The setting is one of the most interesting aspects of the novel. Aoileann’s home is inspired by one of the Aran Islands, Inis Meáin, where Sophie White spent some time writing. In the novel, the island is a godlike mass of stone that holds its inhabitants captive with some evil influence: “I don’t like that what I can see of the island is only a sliver of its full, awful self. […] I must stay vigilant. I must keep the submerged part of the island in sight”. Like the hidden part of the island, there is something wrong with Aoileann, but where does it come from? Has it always been there?
The novel, like many of its genre, asks questions about the genesis of evil, but most interestingly, it grounds them on corporality. Characters, including the island, are described above else as bodies: stone bodies, able bodies, full bodies, nourished bodies, bodies that feed, bodies that die, and bodies that are sick. Breastfeeding and food consumption are recurrent images throughout the novel, and they tell us there is something else to be had from food apart from nutrients: companionship and guidance, intimacy, satisfaction— all the things Aoileann lacked and almost forgot about until she met Rachel.

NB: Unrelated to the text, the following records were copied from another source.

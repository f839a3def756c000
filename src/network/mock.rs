//! Loopback base station for tests and demos.
//!
//! [`MockBaseStation`] is a script: a version banner, a query → reply table and the
//! binary records each data channel replays. [`MockBaseStation::bind`] opens loopback
//! listeners for the command and both data channels and serves the script until the
//! returned [`RunningBaseStation`] is dropped.
//!
//! Queries missing from the table are answered with `INVALID COMMAND`. Unless
//! scripted, `MASTER` and `MASTER?` claim master status and `START`/`STOP` are
//! accepted without a reply.

use super::configuration::SensorConfiguration;
use crate::data::VALUE_SIZE;
use crate::error::AppResult;
use parking_lot::Mutex;
use std::collections::HashMap;
use std::sync::Arc;
use std::time::Duration;
use tokio::io::{AsyncBufReadExt, AsyncReadExt, AsyncWriteExt, BufReader};
use tokio::net::{TcpListener, TcpStream};
use tokio::sync::watch;
use tokio::task::JoinHandle;

/// Banner sent on every command connection.
pub const DEFAULT_VERSION: &str = "Delsys Trigno System Digital Protocol Version 3.6.0";

const REPLY_TERMINATION: &str = "\r\n\r\n";

/// Records replayed by one data channel.
#[derive(Debug, Clone, Default)]
struct DataScript {
    records: Vec<Vec<f32>>,
    interval: Duration,
}

/// Scripted base station.
#[derive(Debug, Clone)]
pub struct MockBaseStation {
    version: String,
    replies: HashMap<String, Vec<String>>,
    emg: DataScript,
    aux: DataScript,
    stream_on_start: bool,
    start_delay: Duration,
}

impl Default for MockBaseStation {
    fn default() -> Self {
        Self::new()
    }
}

impl MockBaseStation {
    /// Base station with no sensors and silent data channels.
    pub fn new() -> Self {
        Self {
            version: DEFAULT_VERSION.to_string(),
            replies: HashMap::new(),
            emg: DataScript::default(),
            aux: DataScript::default(),
            stream_on_start: false,
            start_delay: Duration::ZERO,
        }
    }

    /// Replace the version banner.
    pub fn with_version(mut self, version: impl Into<String>) -> Self {
        self.version = version.into();
        self
    }

    /// Answer `query` with a single line.
    pub fn with_reply(self, query: impl Into<String>, reply: impl Into<String>) -> Self {
        self.with_lines(query, [reply.into()])
    }

    /// Answer `query` with several lines, sent in order.
    pub fn with_lines<I, S>(mut self, query: impl Into<String>, lines: I) -> Self
    where
        I: IntoIterator<Item = S>,
        S: Into<String>,
    {
        self.replies
            .insert(query.into(), lines.into_iter().map(Into::into).collect());
        self
    }

    /// Answer the configuration queries of a sensor.
    pub fn with_sensor(mut self, sensor: &SensorConfiguration) -> Self {
        let id = sensor.id();
        let yes_no = |b: bool| if b { "YES" } else { "NO" };
        let mut add = |field: &str, reply: String| {
            self.replies
                .insert(format!("SENSOR {} {}?", id, field), vec![reply]);
        };
        add("PAIRED", yes_no(sensor.is_paired()).into());
        add("ACTIVE", yes_no(sensor.is_active()).into());
        add("TYPE", sensor.kind().unwrap_or('D').to_string());
        add("MODE", sensor.mode().to_string());
        add("CHANNELCOUNT", sensor.channels().to_string());
        add("EMGCHANNELCOUNT", sensor.emg_channels().to_string());
        add("AUXCHANNELCOUNT", sensor.aux_channels().to_string());
        add("STARTINDEX", sensor.start_index().to_string());
        add("FIRMWARE", "40.45".into());
        add("SERIAL", format!("SN-{:04}", id.get()));
        add("RANGE", if sensor.low_range() { "LOW" } else { "HIGH" }.into());
        add(
            "BANDWIDTH",
            if sensor.narrow_bandwidth() { "NARROW" } else { "WIDE" }.into(),
        );
        for ch in 0..sensor.channels() {
            let channel = |field: &str| format!("SENSOR {} CHANNEL {} {}?", id, ch + 1, field);
            let rate = sensor.sample_rates().get(ch).copied().unwrap_or_default();
            let gain = sensor.gains().get(ch).copied().unwrap_or(1.0);
            let units = sensor.units().get(ch).cloned().unwrap_or_else(|| "V".into());
            self.replies.insert(channel("SAMPLES"), vec!["1".into()]);
            self.replies.insert(channel("RATE"), vec![rate.to_string()]);
            self.replies.insert(channel("GAIN"), vec![gain.to_string()]);
            self.replies.insert(channel("UNITS"), vec![units]);
        }
        self
    }

    /// Records replayed on every EMG data connection, `interval` apart.
    pub fn with_emg_records(mut self, records: Vec<Vec<f32>>, interval: Duration) -> Self {
        self.emg = DataScript { records, interval };
        self
    }

    /// Records replayed on every auxiliary data connection, `interval` apart.
    pub fn with_aux_records(mut self, records: Vec<Vec<f32>>, interval: Duration) -> Self {
        self.aux = DataScript { records, interval };
        self
    }

    /// Hold data back until `START` is received, then wait `delay` more.
    pub fn stream_after_start(mut self, delay: Duration) -> Self {
        self.stream_on_start = true;
        self.start_delay = delay;
        self
    }

    /// Open loopback listeners and serve the script.
    pub async fn bind(self) -> AppResult<RunningBaseStation> {
        let command = TcpListener::bind("127.0.0.1:0").await?;
        let emg = TcpListener::bind("127.0.0.1:0").await?;
        let aux = TcpListener::bind("127.0.0.1:0").await?;
        let command_port = command.local_addr()?.port();
        let emg_port = emg.local_addr()?.port();
        let aux_port = aux.local_addr()?.port();

        let (started_tx, started_rx) = watch::channel(!self.stream_on_start);
        let shared = Arc::new(Shared {
            version: self.version,
            replies: self.replies,
            received: Mutex::new(Vec::new()),
            started: started_tx,
        });

        let mut tasks = Vec::with_capacity(3);
        tasks.push(tokio::spawn(serve_commands(command, Arc::clone(&shared))));
        for (listener, script) in [(emg, self.emg), (aux, self.aux)] {
            tasks.push(tokio::spawn(serve_data(
                listener,
                script,
                started_rx.clone(),
                self.start_delay,
            )));
        }

        tracing::debug!(command_port, emg_port, aux_port, "Mock base station listening");
        Ok(RunningBaseStation {
            command_port,
            emg_port,
            aux_port,
            shared,
            tasks,
        })
    }
}

#[derive(Debug)]
struct Shared {
    version: String,
    replies: HashMap<String, Vec<String>>,
    received: Mutex<Vec<String>>,
    started: watch::Sender<bool>,
}

impl Shared {
    fn reply(&self, query: &str) -> Vec<String> {
        if let Some(lines) = self.replies.get(query) {
            if query == "START" {
                self.started.send_replace(true);
            }
            return lines.clone();
        }
        let line = match query {
            "MASTER" => "NEW MASTER",
            "MASTER?" => "YES",
            "START" => {
                self.started.send_replace(true);
                return Vec::new();
            }
            "STOP" => return Vec::new(),
            _ => "INVALID COMMAND",
        };
        vec![line.to_string()]
    }
}

/// Base station served on loopback; stops when dropped.
#[derive(Debug)]
pub struct RunningBaseStation {
    command_port: u16,
    emg_port: u16,
    aux_port: u16,
    shared: Arc<Shared>,
    tasks: Vec<JoinHandle<()>>,
}

impl RunningBaseStation {
    /// Loopback address of every channel.
    pub fn address(&self) -> &'static str {
        "127.0.0.1"
    }

    /// Command channel port.
    pub fn command_port(&self) -> u16 {
        self.command_port
    }

    /// EMG data channel port.
    pub fn emg_port(&self) -> u16 {
        self.emg_port
    }

    /// Auxiliary data channel port.
    pub fn aux_port(&self) -> u16 {
        self.aux_port
    }

    /// Commands received so far, in order.
    pub fn received(&self) -> Vec<String> {
        self.shared.received.lock().clone()
    }

    /// Whether `START` has been received.
    pub fn is_streaming(&self) -> bool {
        *self.shared.started.borrow()
    }
}

impl Drop for RunningBaseStation {
    fn drop(&mut self) {
        for task in &self.tasks {
            task.abort();
        }
    }
}

async fn serve_commands(listener: TcpListener, shared: Arc<Shared>) {
    loop {
        let Ok((socket, _)) = listener.accept().await else {
            return;
        };
        tokio::spawn(command_connection(socket, Arc::clone(&shared)));
    }
}

async fn command_connection(socket: TcpStream, shared: Arc<Shared>) {
    let mut socket = BufReader::new(socket);
    let banner = format!("{}{}", shared.version, REPLY_TERMINATION);
    if socket.get_mut().write_all(banner.as_bytes()).await.is_err() {
        return;
    }
    let mut line = String::new();
    loop {
        line.clear();
        match socket.read_line(&mut line).await {
            Ok(0) | Err(_) => return,
            Ok(_) => {}
        }
        let query = line.trim();
        if query.is_empty() {
            continue;
        }
        shared.received.lock().push(query.to_string());
        for reply in shared.reply(query) {
            let message = format!("{}{}", reply, REPLY_TERMINATION);
            if socket.get_mut().write_all(message.as_bytes()).await.is_err() {
                return;
            }
        }
    }
}

async fn serve_data(
    listener: TcpListener,
    script: DataScript,
    started: watch::Receiver<bool>,
    delay: Duration,
) {
    let script = Arc::new(script);
    loop {
        let Ok((socket, _)) = listener.accept().await else {
            return;
        };
        tokio::spawn(data_connection(
            socket,
            Arc::clone(&script),
            started.clone(),
            delay,
        ));
    }
}

async fn data_connection(
    mut socket: TcpStream,
    script: Arc<DataScript>,
    mut started: watch::Receiver<bool>,
    delay: Duration,
) {
    if started.wait_for(|s| *s).await.is_err() {
        return;
    }
    tokio::time::sleep(delay).await;
    for record in &script.records {
        let mut bytes = Vec::with_capacity(record.len() * VALUE_SIZE);
        for value in record {
            bytes.extend_from_slice(&value.to_ne_bytes());
        }
        if socket.write_all(&bytes).await.is_err() {
            return;
        }
        tokio::time::sleep(script.interval).await;
    }
    // Hold the connection open until the client leaves.
    let mut sink = [0u8; 64];
    while matches!(socket.read(&mut sink).await, Ok(n) if n > 0) {}
}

Aoileann, now quiet, cruel and lonely, once craved her mother’s affection and envied other children, but as time went by, she substituted her sadness and self-pity for something else: “over time, my long-held hurt began to be replaced with something altogether more uncomfortable. The Something frightened me. I didn’t learn the word for it for a long time.” Aoileann’s needs are above all physical: touch, affection, and nourishment, and the novel seems to suggest that questions about evil might be ridiculous if we have not before explored the corporality of human relationships and interactions. The word for the Something within Aoileann might be dorcha (“The islanders use this word for all kinds of darkness”) and we see it grow bigger and bigger, as her desire for Rachel increases and she starts plotting ways of taking Seamus out of the picture and devises torture routines for her silent mother.

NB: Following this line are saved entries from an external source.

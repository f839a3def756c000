//! Acquisition task appending decoded frames to a shared sequence.

use crate::config::AcquisitionConfig;
use crate::data::{SensorId, SharedSequence};
use crate::error::AppResult;
use crate::experiment::Task;
use crate::network::client::SharedDataClient;
use crate::network::data_client::{DataClient, SensorKind};
use async_trait::async_trait;
use std::time::Duration;

/// Reads stamped frames from a data client into a [`SharedSequence`].
///
/// Each iteration reads one record. A read that misses its deadline is counted and the
/// channel reopened; any other failure ends the run. The sequence write lock is taken
/// only for the append. Wrap the recorder in [`Timed`](crate::experiment::Timed) to
/// record for a fixed duration, or bound it with [`Recorder::with_limit`].
pub struct Recorder<K: SensorKind> {
    client: SharedDataClient<DataClient<K>>,
    output: SharedSequence,
    sensors: Option<Vec<SensorId>>,
    timeout: Duration,
    enforce_monotonic: bool,
    limit: Option<usize>,
    recorded: usize,
    missed: usize,
}

impl<K: SensorKind> std::fmt::Debug for Recorder<K> {
    fn fmt(&self, f: &mut std::fmt::Formatter<'_>) -> std::fmt::Result {
        f.debug_struct("Recorder")
            .field("kind", &K::NAME)
            .field("sensors", &self.sensors)
            .field("timeout", &self.timeout)
            .field("recorded", &self.recorded)
            .field("missed", &self.missed)
            .finish()
    }
}

impl<K: SensorKind> Recorder<K> {
    /// Record the client's active sensors into `output`.
    pub fn new(
        client: SharedDataClient<DataClient<K>>,
        output: SharedSequence,
        timeout: Duration,
    ) -> Self {
        Self {
            client,
            output,
            sensors: None,
            timeout,
            enforce_monotonic: true,
            limit: None,
            recorded: 0,
            missed: 0,
        }
    }

    /// Apply the acquisition settings.
    pub fn with_config(mut self, config: &AcquisitionConfig) -> Self {
        self.enforce_monotonic = config.enforce_monotonic;
        self
    }

    /// Record only these sensors.
    pub fn with_sensors(mut self, sensors: Vec<SensorId>) -> Self {
        self.sensors = Some(sensors);
        self
    }

    /// Stop after `frames` recorded frames.
    pub fn with_limit(mut self, frames: usize) -> Self {
        self.limit = Some(frames);
        self
    }

    /// Accept frames whose timestamps do not increase.
    pub fn allow_unordered(mut self) -> Self {
        self.enforce_monotonic = false;
        self
    }

    /// Sequence receiving the frames.
    pub fn output(&self) -> &SharedSequence {
        &self.output
    }

    /// Frames appended so far.
    pub fn recorded(&self) -> usize {
        self.recorded
    }

    /// Reads that missed their deadline.
    pub fn missed(&self) -> usize {
        self.missed
    }
}

#[async_trait]
impl<K: SensorKind> Task for Recorder<K> {
    async fn start(&mut self) -> AppResult<()> {
        self.recorded = 0;
        self.missed = 0;
        if self.sensors.is_none() {
            self.sensors = Some(self.client.lock().await.sensors());
        }
        tracing::debug!(kind = K::NAME, sensors = ?self.sensors, "Recorder started");
        Ok(())
    }

    async fn active(&mut self) -> bool {
        self.limit.map_or(true, |limit| self.recorded < limit)
    }

    async fn execute(&mut self) -> AppResult<()> {
        let sensors = self.sensors.as_deref().unwrap_or_default();
        let frame = {
            let mut client = self.client.lock().await;
            match client.read_stamped(sensors, self.timeout).await {
                Ok(frame) => frame,
                Err(e) if e.is_timeout() => {
                    self.missed += 1;
                    tracing::trace!(kind = K::NAME, missed = self.missed, "Record missed deadline");
                    client.reconnect().await?;
                    return Ok(());
                }
                Err(e) => return Err(e),
            }
        };
        self.output.write().append(frame, self.enforce_monotonic, true)?;
        self.recorded += 1;
        Ok(())
    }

    async fn stop(&mut self) -> AppResult<()> {
        tracing::debug!(
            kind = K::NAME,
            recorded = self.recorded,
            missed = self.missed,
            "Recorder stopped"
        );
        Ok(())
    }
}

But this dorcha is not only within Aoileann . It infects everyone, including Rachel, through whom White returns to many of the issues she wrote about in her memoir Corpsing. It is Rachel’s battle with postpartum depression and her struggles as she juggles work and motherhood that send her spiralling into Aoileann’s arms. And Aoileann, as we know, has intentions not only to care for her but to possess her in a desperate attempt to find both a mother and a lover. Motherhood, grief, loss and body horror come together in a chilling, present-tense narrative that keeps tensions high throughout.
Where I End is a well-paced, deeply disturbing tale, packed with little mysteries —What happened to Aoileann’s mother? Why won’t anyone talk about it? Why do the people in town call her nil sí beo (she doesn’t live)?—that, although not completely resolved, make it a compelling read and a successful entrance into a new genre for White. Although Aoileann experiences some developments as the pilot advances (she defies Móraí and becomes more fearless and cunning), by the end of the book she is established as an evil character rather than a complex one, and we are left to wonder if both she and the island are just monsters that need to be fed.